Table 11 Accuracy comparison of images using in three different dataset

Multi-modal results

In this paper, text and visual features are fused together to determine the outcome of the proposed model. The LSTM model is trained for text analysis, and for image analysis, VGG 16 is used. The features obtained through both the channels are merged to calculate the accuracy of the proposed multi-modal approach. IFND dataset achieved 74% accuracy in the case of 256*256 image size. Accuracy is dropped to 66% when image size is reduced to 32*32. So, we concluded that better prediction depends on image size also. Table 12 shows the architecture used for training multi-modal for fake news detection. Figure 22a depicts that training accuracy increases with an increase in the value of epochs while validation accuracy increases with an initial value of epochs, but at epoch7, it reduces drastically. After seven epochs, it again shows an increasing trend. Figure 22b represents that training loss decreases with an increase in value of epoch, but validation loss increases suddenly at epoch7 due to a decrease in validation accuracy. After that, it reduces and does not fluctuate much. Table 13 shows the comparison of the existing dataset with the IFND dataset using a multi-modal approach. Results show the effectiveness of our dataset. When the image size is 32*32, the accuracy of the IFND dataset is reduced. It is due to a decrease in the value of false-negative and an increase in false-positive values. By reducing the resolution of the image, the high-frequency information is lost, which resulted in a decrease in the value of accuracy.
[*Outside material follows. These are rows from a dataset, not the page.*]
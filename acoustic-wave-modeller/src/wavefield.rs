use ndarray::{s, Array2, ArrayView2, Zip};
use rayon::prelude::*;

use crate::grid::Grid;
use crate::velocity::VelocityModel;

/// The three live pressure levels of the leapfrog scheme plus the two
/// second-derivative scratch fields.
///
/// All five buffers are allocated once, zero-filled, and reused every step.
/// `p_new` is written from `p` and `p_old` only, so the three levels never
/// alias within a step.
#[derive(Debug, Clone)]
pub struct PressureField {
    pub p: Array2<f64>,
    pub p_old: Array2<f64>,
    p_new: Array2<f64>,
    pub d2px: Array2<f64>,
    pub d2pz: Array2<f64>,
}

impl PressureField {
    pub fn new(grid: &Grid) -> Self {
        let shape = grid.shape();
        PressureField {
            p: Array2::zeros(shape),
            p_old: Array2::zeros(shape),
            p_new: Array2::zeros(shape),
            d2px: Array2::zeros(shape),
            d2pz: Array2::zeros(shape),
        }
    }

    /// Start from `initial` as the current level with a zero previous level.
    pub fn with_initial(grid: &Grid, initial: ArrayView2<'_, f64>) -> Self {
        let mut field = Self::new(grid);
        field.p.assign(&initial);
        field
    }

    pub fn zero(&mut self) {
        self.p.fill(0.0);
        self.p_old.fill(0.0);
        self.p_new.fill(0.0);
        self.d2px.fill(0.0);
        self.d2pz.fill(0.0);
    }

    pub fn current(&self) -> ArrayView2<'_, f64> {
        self.p.view()
    }

    /// Second derivatives of `p` along x and z over the grid interior.
    ///
    /// The x component covers interior columns in every row, the z component
    /// interior rows in every column. Cells outside those ranges keep their
    /// last written value.
    pub fn compute_laplacian(&mut self, grid: &Grid, parallel: bool) {
        let m = grid.margin();
        let (nz, nx) = grid.shape();
        let dx2 = grid.dx * grid.dx;
        let dz2 = grid.dz * grid.dz;

        // (left + right) first so mirrored cells round identically
        let d2 = |h2: f64| move |out: &mut f64, &l: &f64, &c: &f64, &r: &f64| {
            *out = ((l + r) - 2.0 * c) / h2;
        };

        let x_zip = Zip::from(self.d2px.slice_mut(s![.., m..nx - m]))
            .and(self.p.slice(s![.., m - 1..nx - m - 1]))
            .and(self.p.slice(s![.., m..nx - m]))
            .and(self.p.slice(s![.., m + 1..nx - m + 1]));
        let z_zip = Zip::from(self.d2pz.slice_mut(s![m..nz - m, ..]))
            .and(self.p.slice(s![m - 1..nz - m - 1, ..]))
            .and(self.p.slice(s![m..nz - m, ..]))
            .and(self.p.slice(s![m + 1..nz - m + 1, ..]));

        if parallel {
            x_zip.par_for_each(d2(dx2));
            z_zip.par_for_each(d2(dz2));
        } else {
            x_zip.for_each(d2(dx2));
            z_zip.for_each(d2(dz2));
        }
    }

    /// `p_new = 2 p - p_old + dt^2 c^2 (d2px + d2pz)` at every cell.
    pub fn leapfrog(&mut self, velocity: &VelocityModel, dt: f64, parallel: bool) {
        let dt2 = dt * dt;
        let update = move |new: &mut f64, &p: &f64, &old: &f64, &c: &f64, &dx2: &f64, &dz2: &f64| {
            *new = 2.0 * p - old + dt2 * (c * c) * (dx2 + dz2);
        };

        let zip = Zip::from(&mut self.p_new)
            .and(&self.p)
            .and(&self.p_old)
            .and(velocity.as_array())
            .and(&self.d2px)
            .and(&self.d2pz);

        if parallel {
            zip.par_for_each(update);
        } else {
            zip.for_each(update);
        }
    }

    /// Add `amplitude` to the freshly computed level at row `i`, column `j`.
    pub fn inject(&mut self, i: usize, j: usize, amplitude: f64) {
        self.p_new[[i, j]] += amplitude;
    }

    /// `p_old <- p`, `p <- p_new`. The stale buffer becomes next step's `p_new`.
    pub fn rotate(&mut self) {
        std::mem::swap(&mut self.p_old, &mut self.p);
        std::mem::swap(&mut self.p, &mut self.p_new);
    }

    /// True if the current level holds a NaN or infinity.
    pub fn has_non_finite(&self, parallel: bool) -> bool {
        match self.p.as_slice() {
            Some(values) if parallel => values.par_iter().any(|v| !v.is_finite()),
            _ => self.p.iter().any(|v| !v.is_finite()),
        }
    }

    pub fn peak_amplitude(&self) -> f64 {
        self.p.iter().map(|v| v.abs()).fold(0.0_f64, f64::max)
    }
}
//! Frame Layout, Channel Indices and Encoding

use crate::error::ProtocolError;
use crate::wire::{CHANNEL_COUNT, FRAME_LEN, SYNC, VALUE_BIAS};
use serde::{Deserialize, Serialize};
use tracing::trace;

/// A channel index known to be inside the table (0..=15)
#[derive(Debug, Clone, Copy, PartialEq, Eq, Hash, PartialOrd, Ord, Serialize, Deserialize)]
#[serde(try_from = "u8", into = "u8")]
pub struct ChannelIndex(u8);

impl ChannelIndex {
    /// Validate a raw index, `None` if it is outside the table
    pub const fn new(raw: u8) -> Option<Self> {
        if (raw as usize) < CHANNEL_COUNT {
            Some(Self(raw))
        } else {
            None
        }
    }

    /// Raw index byte
    pub const fn get(self) -> u8 {
        self.0
    }

    /// Index into a channel array
    pub const fn as_usize(self) -> usize {
        self.0 as usize
    }

    /// Every valid index in ascending order
    pub fn all() -> impl Iterator<Item = ChannelIndex> {
        (0..CHANNEL_COUNT as u8).map(ChannelIndex)
    }
}

impl TryFrom<u8> for ChannelIndex {
    type Error = ProtocolError;

    fn try_from(raw: u8) -> Result<Self, Self::Error> {
        Self::new(raw).ok_or(ProtocolError::ChannelOutOfRange { index: raw })
    }
}

impl From<ChannelIndex> for u8 {
    fn from(index: ChannelIndex) -> u8 {
        index.0
    }
}

impl std::fmt::Display for ChannelIndex {
    fn fmt(&self, f: &mut std::fmt::Formatter<'_>) -> std::fmt::Result {
        write!(f, "ch{}", self.0)
    }
}

/// Remove the wire bias from a big-endian value pair
///
/// Wraps in 16 bits, so every `i16` survives an encode/decode cycle.
pub(crate) fn decode_value(high: u8, low: u8) -> i16 {
    u16::from_be_bytes([high, low]).wrapping_sub(VALUE_BIAS) as i16
}

fn encode_value(value: i16) -> [u8; 2] {
    (value as u16).wrapping_add(VALUE_BIAS).to_be_bytes()
}

/// One channel update as carried on the wire
#[derive(Debug, Clone, Copy, PartialEq, Eq, Serialize, Deserialize)]
pub struct Frame {
    /// Target channel
    pub index: ChannelIndex,
    /// Centered channel value
    pub value: i16,
}

impl Frame {
    /// Build a frame from a raw index
    pub fn new(index: u8, value: i16) -> Result<Self, ProtocolError> {
        Ok(Self {
            index: ChannelIndex::try_from(index)?,
            value,
        })
    }

    /// Serialize to the 4-byte wire form
    pub fn encode(&self) -> [u8; FRAME_LEN] {
        let [high, low] = encode_value(self.value);
        [SYNC, self.index.get(), high, low]
    }

    /// Parse one frame that is already aligned on its SYNC byte
    ///
    /// Bytes past the first frame are ignored. Use [`crate::FrameDecoder`]
    /// for unaligned streams.
    pub fn decode(bytes: &[u8]) -> Result<Self, ProtocolError> {
        let Some(&[sync, index, high, low]) = bytes.get(..FRAME_LEN) else {
            return Err(ProtocolError::Truncated { len: bytes.len() });
        };

        if sync != SYNC {
            return Err(ProtocolError::MissingSync { found: sync });
        }

        Ok(Self {
            index: ChannelIndex::try_from(index)?,
            value: decode_value(high, low),
        })
    }
}

/// Send-on-change encoder for the host side of the link
///
/// Remembers the last value sent per channel and only produces a frame when
/// a channel actually changes.
#[derive(Debug, Clone, Default)]
pub struct ChannelEncoder {
    last_sent: [Option<i16>; CHANNEL_COUNT],
}

impl ChannelEncoder {
    /// Create an encoder that has sent nothing yet
    pub fn new() -> Self {
        Self::default()
    }

    /// Record a new value, returning the frame to send if it changed
    pub fn update(&mut self, index: ChannelIndex, value: i16) -> Option<Frame> {
        let slot = &mut self.last_sent[index.as_usize()];
        if *slot == Some(value) {
            return None;
        }

        *slot = Some(value);
        trace!("Encoding {} = {}", index, value);
        Some(Frame { index, value })
    }

    /// Encode every changed channel of `values` onto `out`
    ///
    /// Returns the number of frames appended.
    pub fn update_all(&mut self, values: &[i16; CHANNEL_COUNT], out: &mut Vec<u8>) -> usize {
        let mut frames = 0;
        for index in ChannelIndex::all() {
            if let Some(frame) = self.update(index, values[index.as_usize()]) {
                out.extend_from_slice(&frame.encode());
                frames += 1;
            }
        }
        frames
    }

    /// Forget what was sent so the next update resends every channel
    pub fn force_all(&mut self) {
        self.last_sent = [None; CHANNEL_COUNT];
    }

    /// Last value sent for a channel
    pub fn last_sent(&self, index: ChannelIndex) -> Option<i16> {
        self.last_sent[index.as_usize()]
    }
}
Table 12 Layered architecture of multi-modal approach
Fig. 22
figure 22

a Multi-modal training and validation accuracy. b Multi-modal training and validation loss

Table 13 Comparison of multi-modal approach

Applications

There are various fields where this IFND dataset can be used.

  • Indian government This dataset is specially designed for the Indian subcontinent. The Indian government could use this dataset to keep the record of fake news and also help in determining the trend of fake news. Fake news is generally generated in large amounts during election time to generate biased opinions.
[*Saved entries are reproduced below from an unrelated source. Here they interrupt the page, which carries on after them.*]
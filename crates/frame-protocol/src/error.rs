//! Frame Protocol Error Types

use thiserror::Error;

/// Errors raised when building or parsing a single frame
///
/// The streaming decoder never returns these; it counts and resynchronizes.
#[derive(Debug, Clone, PartialEq, Eq, Error)]
pub enum ProtocolError {
    /// Channel index outside the table
    #[error("Channel index {index} out of range (0..{count})", count = crate::wire::CHANNEL_COUNT)]
    ChannelOutOfRange { index: u8 },

    /// Fewer bytes than one frame
    #[error("Truncated frame: {len} of {frame_len} bytes", frame_len = crate::wire::FRAME_LEN)]
    Truncated { len: usize },

    /// Aligned frame does not start with SYNC
    #[error("Expected SYNC {sync:02X}, found {found:02X}", sync = crate::wire::SYNC)]
    MissingSync { found: u8 },
}
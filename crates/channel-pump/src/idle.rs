//! Idle Yield Capability
//!
//! The cooperative drain loop only needs "give up the CPU for a while" from
//! its scheduler. Injecting it keeps the pump free of any one runtime's
//! sleep primitive.

use std::future::Future;
use std::time::Duration;

/// Default idle period of the cooperative drain loop
pub const DEFAULT_IDLE: Duration = Duration::from_millis(20);

/// Bounded yield used when the ring buffer is empty
pub trait IdleYield {
    /// Suspend the calling task for a bounded time
    fn idle(&mut self) -> impl Future<Output = ()> + Send;
}

/// Sleep for a fixed period on the tokio timer
#[derive(Debug, Clone, Copy)]
pub struct SleepYield {
    period: Duration,
}

impl SleepYield {
    pub fn new(period: Duration) -> Self {
        Self { period }
    }

    pub fn period(&self) -> Duration {
        self.period
    }
}

impl Default for SleepYield {
    fn default() -> Self {
        Self::new(DEFAULT_IDLE)
    }
}

impl IdleYield for SleepYield {
    async fn idle(&mut self) {
        tokio::time::sleep(self.period).await;
    }
}

/// Reschedule immediately without sleeping
#[derive(Debug, Clone, Copy, Default)]
pub struct YieldNow;

impl IdleYield for YieldNow {
    async fn idle(&mut self) {
        tokio::task::yield_now().await;
    }
}
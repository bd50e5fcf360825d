//! Channel Pump
//!
//! Ties a byte ring buffer to a frame decoder and its channel table. A pump
//! either drains on demand (USB-style polling) or runs as its own task that
//! yields while the ring is empty (UART-style).

mod error;
mod feeder;
mod idle;
mod pump;
mod stream;

pub use error::PumpError;
pub use feeder::{feed_reader, FeedReport, OverflowPolicy};
pub use idle::{IdleYield, SleepYield, YieldNow};
pub use pump::{DrainMode, DrainReport, Pump, StreamHealth};
pub use stream::{
    spawn_cooperative, spawn_cooperative_with, spawn_polled, ChannelSnapshot, StreamHandle,
};

pub use ring_buffer::{UART_CAPACITY, USB_CAPACITY};

/// Pump for the USB input path
pub type UsbPump = Pump<USB_CAPACITY>;

/// Pump for the UART input path
pub type UartPump = Pump<UART_CAPACITY>;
  • Media Media journalists could use this dataset to check the authenticity of the news. They can check whether a viral image with the claim is already published with different content or not.
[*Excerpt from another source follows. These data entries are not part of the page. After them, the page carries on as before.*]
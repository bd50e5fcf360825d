//! Stream Tasks
//!
//! Hosts a [`Pump`] on the tokio runtime and publishes the channel table on a
//! watch channel, so readers always see the latest values without sharing
//! the decoder.

use crate::error::PumpError;
use crate::idle::IdleYield;
use crate::pump::{DrainMode, DrainReport, Pump, StreamHealth};
use frame_protocol::wire::CHANNEL_COUNT;
use ring_buffer::RingBuffer;
use serde::Serialize;
use std::sync::Arc;
use std::time::Duration;
use tokio::sync::watch;
use tokio::task::JoinHandle;
use tokio::time::MissedTickBehavior;
use tracing::{debug, info};

/// Channel values plus stream health at one point in time
#[derive(Debug, Clone, Copy, Default, PartialEq, Serialize)]
pub struct ChannelSnapshot {
    /// Number of drain passes published so far
    pub sequence: u64,
    pub values: [i16; CHANNEL_COUNT],
    pub health: StreamHealth,
}

impl ChannelSnapshot {
    /// Capture the current state of `pump`
    pub fn capture<const N: usize>(pump: &Pump<N>, sequence: u64) -> Self {
        Self {
            sequence,
            values: pump.table().values(),
            health: pump.health(),
        }
    }
}

/// Handle to a running stream task
///
/// Dropping the handle also stops the task.
pub struct StreamHandle<const N: usize> {
    name: String,
    ring: Arc<RingBuffer<N>>,
    snapshots: watch::Receiver<ChannelSnapshot>,
    shutdown: watch::Sender<bool>,
    task: JoinHandle<Pump<N>>,
}

impl<const N: usize> StreamHandle<N> {
    /// Stream name
    pub fn name(&self) -> &str {
        &self.name
    }

    /// Producer side of the stream's ring buffer
    pub fn ring(&self) -> &Arc<RingBuffer<N>> {
        &self.ring
    }

    /// Push one transport byte, `false` if the ring was full
    pub fn push(&self, byte: u8) -> bool {
        self.ring.push(byte)
    }

    /// Push transport bytes, returning how many were accepted
    pub fn push_slice(&self, bytes: &[u8]) -> usize {
        self.ring.push_slice(bytes)
    }

    /// Receiver for published snapshots
    pub fn subscribe(&self) -> watch::Receiver<ChannelSnapshot> {
        self.snapshots.clone()
    }

    /// Most recently published snapshot
    pub fn latest(&self) -> ChannelSnapshot {
        *self.snapshots.borrow()
    }

    /// Whether the task has exited
    pub fn is_finished(&self) -> bool {
        self.task.is_finished()
    }

    /// Stop the task and hand back its pump
    ///
    /// Any partially received frame is discarded; the table keeps the last
    /// complete values.
    pub async fn stop(self) -> Result<Pump<N>, PumpError> {
        info!("Stopping stream '{}'", self.name);
        let _ = self.shutdown.send(true);
        Ok(self.task.await?)
    }
}

/// Run a cooperative `pump` as its own task
///
/// While the ring is empty the task sleeps for the pump's own idle period.
/// A `NonBlocking` pump is rejected.
pub fn spawn_cooperative<const N: usize>(pump: Pump<N>) -> Result<StreamHandle<N>, PumpError> {
    let Some(idle) = pump.idle_yield() else {
        return Err(mode_mismatch(&pump, "cooperative task"));
    };
    spawn_cooperative_with(pump, idle)
}

/// Run a cooperative `pump` as its own task, yielding through `idle`
///
/// `idle` replaces the sleep derived from the pump's idle period, e.g. to
/// hand control to another scheduler. A `NonBlocking` pump is rejected.
pub fn spawn_cooperative_with<const N: usize, Y>(
    mut pump: Pump<N>,
    mut idle: Y,
) -> Result<StreamHandle<N>, PumpError>
where
    Y: IdleYield + Send + 'static,
{
    if pump.mode() == DrainMode::NonBlocking {
        return Err(mode_mismatch(&pump, "cooperative task"));
    }

    let name = pump.name().to_string();
    let ring = Arc::clone(pump.ring());
    let (snapshot_tx, snapshots) = watch::channel(ChannelSnapshot::capture(&pump, 0));
    let (shutdown, mut shutdown_rx) = watch::channel(false);

    let task = tokio::spawn(async move {
        let mut sequence = 0u64;
        // Called only for passes that consumed bytes
        pump.run_with(&mut idle, &mut shutdown_rx, |pump, _| {
            sequence += 1;
            snapshot_tx.send_replace(ChannelSnapshot::capture(pump, sequence));
        })
        .await;
        pump
    });

    info!("Spawned cooperative stream '{}'", name);
    Ok(StreamHandle {
        name,
        ring,
        snapshots,
        shutdown,
        task,
    })
}

/// Drain a `NonBlocking` pump from a periodic outer loop every `period`
///
/// Each tick performs one non-blocking drain. A cooperative pump is
/// rejected.
pub fn spawn_polled<const N: usize>(
    mut pump: Pump<N>,
    period: Duration,
) -> Result<StreamHandle<N>, PumpError> {
    if pump.mode() != DrainMode::NonBlocking {
        return Err(mode_mismatch(&pump, "polled task"));
    }

    let name = pump.name().to_string();
    let ring = Arc::clone(pump.ring());
    let (snapshot_tx, snapshots) = watch::channel(ChannelSnapshot::capture(&pump, 0));
    let (shutdown, mut shutdown_rx) = watch::channel(false);

    let task = tokio::spawn(async move {
        let mut interval = tokio::time::interval(period);
        interval.set_missed_tick_behavior(MissedTickBehavior::Delay);
        let mut sequence = 0u64;
        let mut total = DrainReport::default();

        while !*shutdown_rx.borrow() {
            tokio::select! {
                _ = interval.tick() => {
                    let report = pump.drain();
                    total += report;
                    if report.bytes > 0 {
                        sequence += 1;
                        snapshot_tx.send_replace(ChannelSnapshot::capture(&pump, sequence));
                    }
                }
                changed = shutdown_rx.changed() => {
                    if changed.is_err() {
                        break;
                    }
                }
            }
        }

        pump.reset();
        debug!(
            "Polled stream '{}' stopped after {} bytes, {} updates",
            pump.name(),
            total.bytes,
            total.updates
        );
        pump
    });

    info!("Spawned polled stream '{}' every {:?}", name, period);
    Ok(StreamHandle {
        name,
        ring,
        snapshots,
        shutdown,
        task,
    })
}

fn mode_mismatch<const N: usize>(pump: &Pump<N>, host: &'static str) -> PumpError {
    PumpError::ModeMismatch {
        stream: pump.name().to_string(),
        host,
        mode: pump.mode(),
    }
}

#[cfg(test)]
mod tests {
    use super::*;
    use crate::idle::SleepYield;
    use frame_protocol::{DecodeStage, Frame, SyncPolicy};

    fn uart_pump() -> Pump<256> {
        Pump::new(
            "uart",
            Arc::new(RingBuffer::new()),
            SyncPolicy::Literal,
            DrainMode::Cooperative { idle: Duration::from_millis(20) },
        )
    }

    fn usb_pump() -> Pump<1024> {
        Pump::new(
            "usb",
            Arc::new(RingBuffer::new()),
            SyncPolicy::Literal,
            DrainMode::NonBlocking,
        )
    }

    #[tokio::test(start_paused = true)]
    async fn test_cooperative_stream_publishes_updates() {
        let handle = spawn_cooperative(uart_pump()).unwrap();
        let mut snapshots = handle.subscribe();
        assert_eq!(handle.latest().values, [0; CHANNEL_COUNT]);

        handle.push_slice(&Frame::new(4, 250).unwrap().encode());
        snapshots.changed().await.unwrap();

        let snapshot = *snapshots.borrow();
        assert_eq!(snapshot.values[4], 250);
        assert_eq!(snapshot.health.decoder.frames_decoded, 1);
        assert!(snapshot.sequence >= 1);

        handle.stop().await.unwrap();
    }

    #[tokio::test(start_paused = true)]
    async fn test_cooperative_stream_waits_while_idle() {
        let handle = spawn_cooperative(uart_pump()).unwrap();

        tokio::time::sleep(Duration::from_millis(100)).await;
        assert!(!handle.is_finished());
        assert_eq!(handle.latest().sequence, 0);

        // Bytes arriving after a long stall are still picked up
        handle.push_slice(&[0xB5, 0x0C, 0x03, 0x00]);
        tokio::time::sleep(Duration::from_millis(40)).await;
        assert_eq!(handle.latest().values[12], -256);

        handle.stop().await.unwrap();
    }

    #[tokio::test(start_paused = true)]
    async fn test_stop_discards_partial_frame() {
        let handle = spawn_cooperative(uart_pump()).unwrap();

        handle.push_slice(&Frame::new(1, 77).unwrap().encode());
        handle.push_slice(&[0xB5, 0x02, 0x05]);
        tokio::time::sleep(Duration::from_millis(60)).await;

        let pump = handle.stop().await.unwrap();
        assert_eq!(pump.table().get_checked(1), Some(77));
        assert_eq!(pump.table().get_checked(2), Some(0));
        assert_eq!(pump.decoder_stage(), DecodeStage::AwaitingSync);
    }

    #[tokio::test(start_paused = true)]
    async fn test_polled_stream() {
        let handle = spawn_polled(usb_pump(), Duration::from_millis(1)).unwrap();
        let mut snapshots = handle.subscribe();

        let mut bytes = Vec::new();
        for index in 0..CHANNEL_COUNT as u8 {
            bytes.extend_from_slice(&Frame::new(index, -(index as i16)).unwrap().encode());
        }
        assert_eq!(handle.push_slice(&bytes), bytes.len());

        snapshots.changed().await.unwrap();
        let snapshot = *snapshots.borrow();
        for (index, value) in snapshot.values.iter().enumerate() {
            assert_eq!(*value, -(index as i16));
        }

        let pump = handle.stop().await.unwrap();
        assert!(pump.ring().is_empty());
    }

    #[tokio::test(start_paused = true)]
    async fn test_dropping_handle_stops_task() {
        let handle = spawn_polled(usb_pump(), Duration::from_millis(1)).unwrap();
        let ring = Arc::clone(handle.ring());
        drop(handle);

        tokio::time::sleep(Duration::from_millis(10)).await;
        // Task is gone, so nothing drains the ring any more
        ring.push_slice(&[0xB5, 0x00, 0x04, 0x00]);
        tokio::time::sleep(Duration::from_millis(10)).await;
        assert_eq!(ring.len(), 4);
    }

    #[tokio::test(start_paused = true)]
    async fn test_cooperative_stream_uses_pump_idle_period() {
        let pump = Pump::<256>::new(
            "uart",
            Arc::new(RingBuffer::new()),
            SyncPolicy::Literal,
            DrainMode::Cooperative { idle: Duration::from_millis(10) },
        );
        let handle = spawn_cooperative(pump).unwrap();
        tokio::time::sleep(Duration::from_millis(1)).await;

        handle.push_slice(&Frame::new(1, 42).unwrap().encode());
        // One 10 ms idle later the frame is in; the 20 ms default would miss it
        tokio::time::sleep(Duration::from_millis(14)).await;
        assert_eq!(handle.latest().values[1], 42);

        handle.stop().await.unwrap();
    }

    #[tokio::test(start_paused = true)]
    async fn test_injected_yield_replaces_idle_period() {
        let idle = SleepYield::new(Duration::from_secs(1));
        let handle = spawn_cooperative_with(uart_pump(), idle).unwrap();
        tokio::time::sleep(Duration::from_millis(1)).await;

        handle.push_slice(&Frame::new(1, 42).unwrap().encode());
        tokio::time::sleep(Duration::from_millis(100)).await;
        assert_eq!(handle.latest().values[1], 0);

        tokio::time::sleep(Duration::from_secs(1)).await;
        assert_eq!(handle.latest().values[1], 42);

        handle.stop().await.unwrap();
    }

    #[tokio::test]
    async fn test_hosting_rejects_mismatched_mode() {
        let result = spawn_cooperative(usb_pump());
        assert!(matches!(
            result,
            Err(PumpError::ModeMismatch { mode: DrainMode::NonBlocking, .. })
        ));

        let result = spawn_cooperative_with(usb_pump(), SleepYield::default());
        assert!(matches!(result, Err(PumpError::ModeMismatch { .. })));

        let result = spawn_polled(uart_pump(), Duration::from_millis(1));
        assert!(matches!(
            result,
            Err(PumpError::ModeMismatch { mode: DrainMode::Cooperative { .. }, .. })
        ));
    }

    #[tokio::test(start_paused = true)]
    async fn test_noise_only_stream_publishes_health() {
        let handle = spawn_polled(usb_pump(), Duration::from_millis(1)).unwrap();
        let mut snapshots = handle.subscribe();

        handle.push_slice(&[0x01, 0x02, 0x03, 0x04, 0x05]);
        snapshots.changed().await.unwrap();

        let snapshot = *snapshots.borrow();
        assert_eq!(snapshot.values, [0; CHANNEL_COUNT]);
        assert_eq!(snapshot.health.decoder.desync_bytes, 5);
        assert_eq!(snapshot.health.decoder.frames_decoded, 0);
        assert!(snapshot.sequence >= 1);

        handle.stop().await.unwrap();
    }
}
  • General user User can also use this dataset to check the veracity of the claim because this dataset collects the news from reliable sources.

  • Researchers Researchers could use this IFND dataset for further fake news detection work.

Conclusion

In this study, a benchmark dataset from an Indian perspective for fake news detection is introduced. Based on existing research, this is the first Indian large-scale dataset that consists of news from the year 2013 to 2021. This dataset contains image content for every news headline. This dataset will help other researchers to perform experiments and understand the Indian context better. LDA topic modelling approach is employed to determine the category of news statements. All news are manually verified to extract news only related to India. Three manual annotators have done this verification. The augmentation technique is applied to increase the size of fake datasets, which helps in increasing the performance of the model.

The limitation of the proposed approach is that VGG-16 and Resnet-50 classifiers take more time during training in comparison to the machine learning approach. There is also a need to collect data from social networking websites. Social-contextual information is missing, which will help to keep track of the account of the person who spreads fake news. As next, there are two areas where this research will be extended. First, the dataset can be extended with more context information like author’s information, website credibility and social context. Second, audio and video information could be added in the dataset. For other researchers, this comprehensive dataset will be a valuable asset for more research on fake news detection.